▸ Dataset entries:
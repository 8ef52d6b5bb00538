#![allow(dead_code)]

use scriptdns_application::ports::{ScriptHandler, ScriptLoader};
use scriptdns_application::services::ScriptHost;
use scriptdns_domain::{
    DnsRequest, DomainError, DomainName, RecordType, ResponseDraft, ScriptConfig, Transport,
    ZoneConfig, ZoneName,
};
use std::net::SocketAddr;
use std::sync::atomic::{AtomicBool, AtomicUsize, Ordering};
use std::sync::Arc;
use std::time::Duration;

pub const CLIENT: &str = "192.168.1.100:53000";

pub fn request(domain: &str) -> DnsRequest {
    request_typed(domain, RecordType::A)
}

pub fn request_typed(domain: &str, record_type: RecordType) -> DnsRequest {
    let client: SocketAddr = CLIENT.parse().unwrap();
    DnsRequest::new(
        0x1234,
        DomainName::parse(domain).unwrap(),
        record_type,
        client,
        Transport::Udp,
    )
}

pub fn prefixes_config(prefixes: &[&str]) -> ScriptConfig {
    let mut table = ScriptConfig::new();
    table.insert(
        "prefixes".to_string(),
        toml::Value::Array(
            prefixes
                .iter()
                .map(|p| toml::Value::String(p.to_string()))
                .collect(),
        ),
    );
    table
}

pub fn zone(name: &str, prefixes: &[&str]) -> ZoneConfig {
    ZoneConfig::new(name, format!("{}.rhai", name.trim_matches('.'))).with_config(prefixes_config(prefixes))
}

pub async fn loaded_host(
    loader: &MockScriptLoader,
    zone: &ZoneConfig,
    budget: Duration,
) -> Arc<ScriptHost> {
    let host = Arc::new(ScriptHost::new(
        ZoneName::parse(&zone.name).unwrap(),
        budget,
        300,
    ));
    host.load(loader, zone).await.unwrap();
    host
}

/// Shared observations across every handler built by one loader.
#[derive(Default)]
pub struct HandlerStats {
    pub in_flight: AtomicUsize,
    pub overlapped: AtomicBool,
    pub init_calls: AtomicUsize,
}

/// Native stand-in for a compiled script.
///
/// The first label of the query name picks the behaviour:
/// `fail`, `panic`, `slow`, `count` and `bad`; anything else gets a
/// round-robin CNAME over the configured prefixes with TTL 20.
pub struct MockHandler {
    stats: Arc<HandlerStats>,
    prefixes: Vec<String>,
    last_index: usize,
    counter: u64,
    slow: Duration,
}

impl MockHandler {
    fn enter(&self) {
        if self.stats.in_flight.fetch_add(1, Ordering::SeqCst) > 0 {
            self.stats.overlapped.store(true, Ordering::SeqCst);
        }
    }

    fn leave(&self) {
        self.stats.in_flight.fetch_sub(1, Ordering::SeqCst);
    }

    fn respond(&mut self, request: &DnsRequest, response: &mut ResponseDraft) -> Result<(), DomainError> {
        let first = request.domain.labels().next().unwrap_or_default();
        match first {
            "fail" => Err(DomainError::ScriptExecution {
                script: "mock.rhai".to_string(),
                reason: "asked to fail".to_string(),
            }),
            "panic" => panic!("asked to panic"),
            "slow" => {
                std::thread::sleep(self.slow);
                response.add_a("10.0.0.1")
            }
            "count" => {
                let seen = self.counter;
                std::thread::sleep(Duration::from_millis(5));
                self.counter = seen + 1;
                response.add_txt(&seen.to_string())
            }
            "bad" => response.add_cname("not a name!"),
            _ => {
                if self.last_index >= self.prefixes.len() {
                    self.last_index = 0;
                }
                let prefix = &self.prefixes[self.last_index];
                self.last_index += 1;
                response.add_cname(&format!("{}.example.com", prefix))?;
                response.set_ttl(20)
            }
        }
    }
}

impl ScriptHandler for MockHandler {
    fn init(&mut self, config: &ScriptConfig, _budget: Duration) -> Result<(), DomainError> {
        self.stats.init_calls.fetch_add(1, Ordering::SeqCst);

        if config.get("fail_init").and_then(|v| v.as_bool()) == Some(true) {
            return Err(DomainError::ScriptExecution {
                script: "mock.rhai".to_string(),
                reason: "init refused".to_string(),
            });
        }
        if let Some(ms) = config.get("slow_ms").and_then(|v| v.as_integer()) {
            self.slow = Duration::from_millis(ms as u64);
        }
        if let Some(ms) = config.get("init_sleep_ms").and_then(|v| v.as_integer()) {
            std::thread::sleep(Duration::from_millis(ms as u64));
        }

        self.prefixes = config
            .get("prefixes")
            .and_then(|v| v.as_array())
            .map(|values| {
                values
                    .iter()
                    .filter_map(|v| v.as_str().map(str::to_string))
                    .collect()
            })
            .unwrap_or_else(|| vec!["default".to_string()]);
        self.last_index = 0;
        self.counter = 0;
        Ok(())
    }

    fn on_request(
        &mut self,
        request: &DnsRequest,
        response: &mut ResponseDraft,
        _budget: Duration,
    ) -> Result<(), DomainError> {
        self.enter();
        let result = std::panic::catch_unwind(std::panic::AssertUnwindSafe(|| {
            self.respond(request, response)
        }));
        self.leave();
        match result {
            Ok(result) => result,
            Err(panic) => std::panic::resume_unwind(panic),
        }
    }
}

pub struct MockScriptLoader {
    pub stats: Arc<HandlerStats>,
    fail_compile: AtomicBool,
    loads: AtomicUsize,
}

impl MockScriptLoader {
    pub fn new() -> Self {
        Self {
            stats: Arc::new(HandlerStats::default()),
            fail_compile: AtomicBool::new(false),
            loads: AtomicUsize::new(0),
        }
    }

    pub fn set_fail_compile(&self, fail: bool) {
        self.fail_compile.store(fail, Ordering::SeqCst);
    }

    pub fn load_count(&self) -> usize {
        self.loads.load(Ordering::SeqCst)
    }
}

impl ScriptLoader for MockScriptLoader {
    fn load(&self, zone: &ZoneConfig) -> Result<Box<dyn ScriptHandler>, DomainError> {
        self.loads.fetch_add(1, Ordering::SeqCst);
        if self.fail_compile.load(Ordering::SeqCst) {
            return Err(DomainError::ScriptLoad {
                script: zone.script_name(),
                reason: "syntax error".to_string(),
            });
        }
        Ok(Box::new(MockHandler {
            stats: Arc::clone(&self.stats),
            prefixes: Vec::new(),
            last_index: 0,
            counter: 0,
            slow: Duration::from_millis(300),
        }))
    }
}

▸ Description of the task: Across the entries above, find each line with the word "DnsRequest" and please copy it out.

▸ Answer to this task:
    DnsRequest, DomainError, DomainName, RecordType, ResponseDraft, ScriptConfig, Transport,
pub fn request(domain: &str) -> DnsRequest {
pub fn request_typed(domain: &str, record_type: RecordType) -> DnsRequest {
    DnsRequest::new(
    fn respond(&mut self, request: &DnsRequest, response: &mut ResponseDraft) -> Result<(), DomainError> {
        request: &DnsRequest,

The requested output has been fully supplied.